__What you should do__:
Below are the records; restate all of them exactly.

__Supplied material__:
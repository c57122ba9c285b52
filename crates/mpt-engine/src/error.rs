use std::time::Duration;

use mpt_protocol::{IocState, IocStatus, WireError};
use thiserror::Error;

pub type Result<T> = std::result::Result<T, Error>;

/// Why a frame (or the submission path) is not available right now.
///
/// This is a "try again later" answer rather than a failure: callers back off and retry.
#[derive(Debug, Clone, Copy, PartialEq, Eq, Hash, Error)]
pub enum Unavailable {
    #[error("controller is not active")]
    Inactive,

    #[error("no free request frames")]
    Exhausted,

    #[error("controller is being reset")]
    Resetting,

    #[error("controller is dead")]
    Dead,
}

#[derive(Debug, Clone, PartialEq, Eq, Error)]
pub enum DmaError {
    #[error("out of DMA memory: requested {len} bytes")]
    OutOfMemory { len: usize },

    #[error("DMA allocation of {len} bytes does not fit below the {bits}-bit limit")]
    AddressRange { len: usize, bits: u8 },
}

/// Failure of a single doorbell handshake exchange. Never retried automatically.
#[derive(Debug, Clone, PartialEq, Eq, Error)]
pub enum HandshakeError {
    #[error("doorbell already active")]
    DoorbellBusy,

    #[error("controller did not acknowledge the handshake")]
    NoAck,

    #[error("controller stopped acknowledging at request dword {word}")]
    AckLost { word: usize },

    #[error("timed out waiting for the handshake reply")]
    ReplyTimeout,

    #[error("handshake reply declares an invalid length of {dwords} dwords")]
    BadReplyLength { dwords: u8 },

    #[error("handshake reply function {found:#04x} does not match request function {expected:#04x}")]
    FunctionMismatch { expected: u8, found: u8 },

    #[error("handshake request of {len} bytes is not a whole number of dwords below 1 KiB")]
    BadRequestLength { len: usize },
}

/// Errors that abort a bring-up (or the re-negotiation of a recovery).
#[derive(Debug, Clone, PartialEq, Eq, Error)]
pub enum BringUpError {
    #[error("controller is operational and owned by a PCI peer")]
    OwnedByPeer,

    #[error("controller reported a {frame_size}-byte request frame; at least {min} bytes are needed")]
    FrameTooSmall { frame_size: usize, min: usize },

    #[error("controller did not reach READY (last state {0:?})")]
    NotReady(IocState),

    #[error("controller faulted with code {0:#06x}")]
    Faulted(u16),

    #[error("hard reset failed: {0}")]
    ResetFailed(&'static str),

    #[error("{step}: {source}")]
    Handshake {
        step: &'static str,
        #[source]
        source: HandshakeError,
    },

    #[error("{step}: controller returned {status} (log info {log_info:#010x})")]
    Status {
        step: &'static str,
        status: IocStatus,
        log_info: u32,
    },

    #[error("{step}: malformed reply: {source}")]
    Decode {
        step: &'static str,
        #[source]
        source: WireError,
    },

    #[error(transparent)]
    Dma(#[from] DmaError),

    #[error("controller did not become OPERATIONAL within {0:?}")]
    OperationalTimeout(Duration),

    #[error("firmware upload returned {actual} bytes, expected {expected}")]
    FirmwareSizeMismatch { expected: u32, actual: u32 },

    #[error("could not enable event notification: {0}")]
    Events(Unavailable),

    #[error("controller is dead")]
    Dead,
}

#[derive(Debug, Clone, PartialEq, Eq, Error)]
pub enum CommandError {
    #[error("command not issued: {0}")]
    Busy(Unavailable),

    #[error("command timed out after {0:?}")]
    Timeout(Duration),

    #[error("controller was reset while the command was outstanding")]
    ResetOccurred,

    #[error("command failed: {status} (log info {log_info:#010x})")]
    IocStatus { status: IocStatus, log_info: u32 },

    #[error(transparent)]
    Handshake(#[from] HandshakeError),

    #[error(transparent)]
    Decode(#[from] WireError),

    #[error(transparent)]
    Chain(#[from] ChainError),

    #[error(transparent)]
    Context(#[from] ContextError),

    #[error("request of {len} bytes does not fit a {frame_size}-byte frame")]
    RequestTooLarge { len: usize, frame_size: usize },
}

impl From<Unavailable> for CommandError {
    fn from(value: Unavailable) -> Self {
        CommandError::Busy(value)
    }
}

#[derive(Debug, Clone, PartialEq, Eq, Error)]
pub enum ChainError {
    #[error("no free chain buffers")]
    Exhausted,

    #[error("address {0:#x} needs 64-bit scatter-gather elements")]
    AddressTooWide(u64),

    #[error("element length {0:#x} exceeds 24 bits")]
    LengthTooLarge(u32),

    #[error("scatter-gather list offset {0} leaves no room in the frame")]
    NoRoom(usize),
}

impl From<WireError> for ChainError {
    fn from(value: WireError) -> Self {
        match value {
            WireError::AddressTooWide(addr) => ChainError::AddressTooWide(addr),
            WireError::LengthTooLarge(len) => ChainError::LengthTooLarge(len),
            _ => ChainError::NoRoom(0),
        }
    }
}

#[derive(Debug, Clone, Copy, PartialEq, Eq, Error)]
pub enum ReleaseError {
    #[error("frame {0} is already free")]
    DoubleRelease(u16),

    #[error("frame index {0} is outside the arena")]
    OutOfRange(u16),
}

/// A reply (or caller) named a frame that cannot be resolved.
#[derive(Debug, Clone, Copy, PartialEq, Eq, Error)]
pub enum ContextError {
    #[error("context index {index} is beyond the request depth {depth}")]
    OutOfRange { index: u16, depth: u16 },

    #[error("frame {0} is not in use")]
    NotInUse(u16),

    #[error("frame {0} was never submitted to the controller")]
    NotSubmitted(u16),

    #[error("frame {index} is owned by callback {owner}, not {claimed}")]
    WrongOwner { index: u16, owner: u8, claimed: u8 },

    #[error("bus address {0:#x} is not a frame boundary inside the arena")]
    BadAddress(u64),

    #[error("request queues are not allocated")]
    NoQueues,
}

#[derive(Debug, Clone, Copy, PartialEq, Eq, Error)]
pub enum RegistryError {
    #[error("all consumer slots are in use")]
    Full,

    #[error("callback index {0} is not registered")]
    NotRegistered(u8),

    #[error("callback index {0} belongs to the engine")]
    Reserved(u8),
}

#[derive(Debug, Clone, PartialEq, Eq, Error)]
pub enum ConfigError {
    #[error("invalid value for env var {0}")]
    InvalidEnv(&'static str),

    #[error("invalid configuration: {field}: {reason}")]
    Invalid {
        field: &'static str,
        reason: &'static str,
    },
}

/// Crate-level error, for callers that do not care which layer failed.
#[derive(Debug, Clone, PartialEq, Eq, Error)]
pub enum Error {
    #[error(transparent)]
    BringUp(#[from] BringUpError),

    #[error(transparent)]
    Command(#[from] CommandError),

    #[error(transparent)]
    Handshake(#[from] HandshakeError),

    #[error(transparent)]
    Chain(#[from] ChainError),

    #[error(transparent)]
    Release(#[from] ReleaseError),

    #[error(transparent)]
    Context(#[from] ContextError),

    #[error(transparent)]
    Registry(#[from] RegistryError),

    #[error(transparent)]
    Config(#[from] ConfigError),

    #[error(transparent)]
    Dma(#[from] DmaError),

    #[error(transparent)]
    Unavailable(#[from] Unavailable),
}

__Response area__:
repository c57122ba9c285b52
filename crates/mpt-engine/src/error.rs
use std::time::Duration;

use mpt_protocol::{IocState, IocStatus, WireError};
use thiserror::Error;

pub type Result<T> = std::result::Result<T, Error>;

/// Why a frame (or the submission path) is not available right now.
///
/// This is a "try again later" answer rather than a failure: callers back off and retry.
#[derive(Debug, Clone, Copy, PartialEq, Eq, Hash, Error)]
pub enum Unavailable {
    #[error("controller is not active")]
    Inactive,

    #[error("no free request frames")]
    Exhausted,

    #[error("controller is being reset")]
    Resetting,

    #[error("controller is dead")]
    Dead,
}

#[derive(Debug, Clone, PartialEq, Eq, Error)]
pub enum DmaError {
    #[error("out of DMA memory: requested {len} bytes")]
    OutOfMemory { len: usize },

    #[error("DMA allocation of {len} bytes does not fit below the {bits}-bit limit")]
    AddressRange { len: usize, bits: u8 },
}

/// Failure of a single doorbell handshake exchange. Never retried automatically.
#[derive(Debug, Clone, PartialEq, Eq, Error)]
pub enum HandshakeError {
    #[error("doorbell already active")]
    DoorbellBusy,

    #[error("controller did not acknowledge the handshake")]
    NoAck,

    #[error("controller stopped acknowledging at request dword {word}")]
    AckLost { word: usize },

    #[error("timed out waiting for the handshake reply")]
    ReplyTimeout,

    #[error("handshake reply declares an invalid length of {dwords} dwords")]
    BadReplyLength { dwords: u8 },

    #[error("handshake reply function {found:#04x} does not match request function {expected:#04x}")]
    FunctionMismatch { expected: u8, found: u8 },

    #[error("handshake request of {len} bytes is not a whole number of dwords below 1 KiB")]
    BadRequestLength { len: usize },
}

/// Errors that abort a bring-up (or the re-negotiation of a recovery).
#[derive(Debug, Clone, PartialEq, Eq, Error)]
pub enum BringUpError {
    #[error("controller is operational and owned by a PCI peer")]
    OwnedByPeer,

    #[error("controller reported a {frame_size}-byte request frame; at least {min} bytes are needed")]
    FrameTooSmall { frame_size: usize, min: usize },

    #[error("controller did not reach READY (last state {0:?})")]
    NotReady(IocState),

    #[error("controller faulted with code {0:#06x}")]
    Faulted(u16),

    #[error("hard reset failed: {0}")]
    ResetFailed(&'static str),

    #[error("{step}: {source}")]
    Handshake {
        step: &'static str,
        #[source]
        source: HandshakeError,
    },

    #[error("{step}: controller returned {status} (log info {log_info:#010x})")]
    Status {
        step: &'static str,
        status: IocStatus,
        log_info: u32,
    },

    #[error("{step}: malformed reply: {source}")]
    Decode {
        step: &'static str,
        #[source]
        source: WireError,
    },

    #[error(transparent)]
    Dma(#[from] DmaError),

    #[error("controller did not become OPERATIONAL within {0:?}")]
    OperationalTimeout(Duration),

    #[error("firmware upload returned {actual} bytes, expected {expected}")]
    FirmwareSizeMismatch { expected: u32, actual: u32 },

    #[error("could not enable event notification: {0}")]
    Events(Unavailable),

    #[error("controller is dead")]
    Dead,
}

#[derive(Debug, Clone, PartialEq, Eq, Error)]
pub enum CommandError {
    #[error("command not issued: {0}")]
    Busy(Unavailable),

    #[error("command timed out after {0:?}")]
    Timeout(Duration),

    #[error("controller was reset while the command was outstanding")]
    ResetOccurred,

    #[error("command failed: {status} (log info {log_info:#010x})")]
    IocStatus { status: IocStatus, log_info: u32 },

    #[error(transparent)]
    Handshake(#[from] HandshakeError),

    #[error(transparent)]
    Decode(#[from] WireError),

    #[error(transparent)]
    Chain(#[from] ChainError),

    #[error(transparent)]
    Context(#[from] ContextError),

    #[error("request of {len} bytes does not fit a {frame_size}-byte frame")]
    RequestTooLarge { len: usize, frame_size: usize },
}

impl From<Unavailable> for CommandError {
    fn from(value: Unavailable) -> Self {
        CommandError::Busy(value)
    }
}

#[derive(Debug, Clone, PartialEq, Eq, Error)]
pub enum ChainError {
    #[error("no free chain buffers")]
    Exhausted,

    #[error("address {0:#x} needs 64-bit scatter-gather elements")]
    AddressTooWide(u64),

    #[error("element length {0:#x} exceeds 24 bits")]
    LengthTooLarge(u32),

    #[error("scatter-gather list offset {0} leaves no room in the frame")]
    NoRoom(usize),
}

impl From<WireError> for ChainError {
    fn from(value: WireError) -> Self {
        match value {
            WireError::AddressTooWide(addr) => ChainError::AddressTooWide(addr),
            WireError::LengthTooLarge(len) => ChainError::LengthTooLarge(len),
            _ => ChainError::NoRoom(0),
        }
    }
}

#[derive(Debug, Clone, Copy, PartialEq, Eq, Error)]
pub enum ReleaseError {
    #[error("frame {0} is already free")]
    DoubleRelease(u16),

    #[error("frame index {0} is outside the arena")]
    OutOfRange(u16),
}

/// A reply (or caller) named a frame that cannot be resolved.
#[derive(Debug, Clone, Copy, PartialEq, Eq, Error)]
pub enum ContextError {
    #[error("context index {index} is beyond the request depth {depth}")]
    OutOfRange { index: u16, depth: u16 },

    #[error("frame {0} is not in use")]
    NotInUse(u16),

    #[error("frame {0} was never submitted to the controller")]
    NotSubmitted(u16),

    #[error("frame {index} is owned by callback {owner}, not {claimed}")]
    WrongOwner { index: u16, owner: u8, claimed: u8 },

    #[error("bus address {0:#x} is not a frame boundary inside the arena")]
    BadAddress(u64),

    #[error("request queues are not allocated")]
    NoQueues,
}

#[derive(Debug, Clone, Copy, PartialEq, Eq, Error)]
pub enum RegistryError {
    #[error("all consumer slots are in use")]
    Full,

    #[error("callback index {0} is not registered")]
    NotRegistered(u8),

    #[error("callback index {0} belongs to the engine")]
    Reserved(u8),
}

#[derive(Debug, Clone, PartialEq, Eq, Error)]
pub enum ConfigError {
    #[error("invalid value for env var {0}")]
    InvalidEnv(&'static str),

    #[error("invalid configuration: {field}: {reason}")]
    Invalid {
        field: &'static str,
        reason: &'static str,
    },
}

/// Crate-level error, for callers that do not care which layer failed.
#[derive(Debug, Clone, PartialEq, Eq, Error)]
pub enum Error {
    #[error(transparent)]
    BringUp(#[from] BringUpError),

    #[error(transparent)]
    Command(#[from] CommandError),

    #[error(transparent)]
    Handshake(#[from] HandshakeError),

    #[error(transparent)]
    Chain(#[from] ChainError),

    #[error(transparent)]
    Release(#[from] ReleaseError),

    #[error(transparent)]
    Context(#[from] ContextError),

    #[error(transparent)]
    Registry(#[from] RegistryError),

    #[error(transparent)]
    Config(#[from] ConfigError),

    #[error(transparent)]
    Dma(#[from] DmaError),

    #[error(transparent)]
    Unavailable(#[from] Unavailable),
}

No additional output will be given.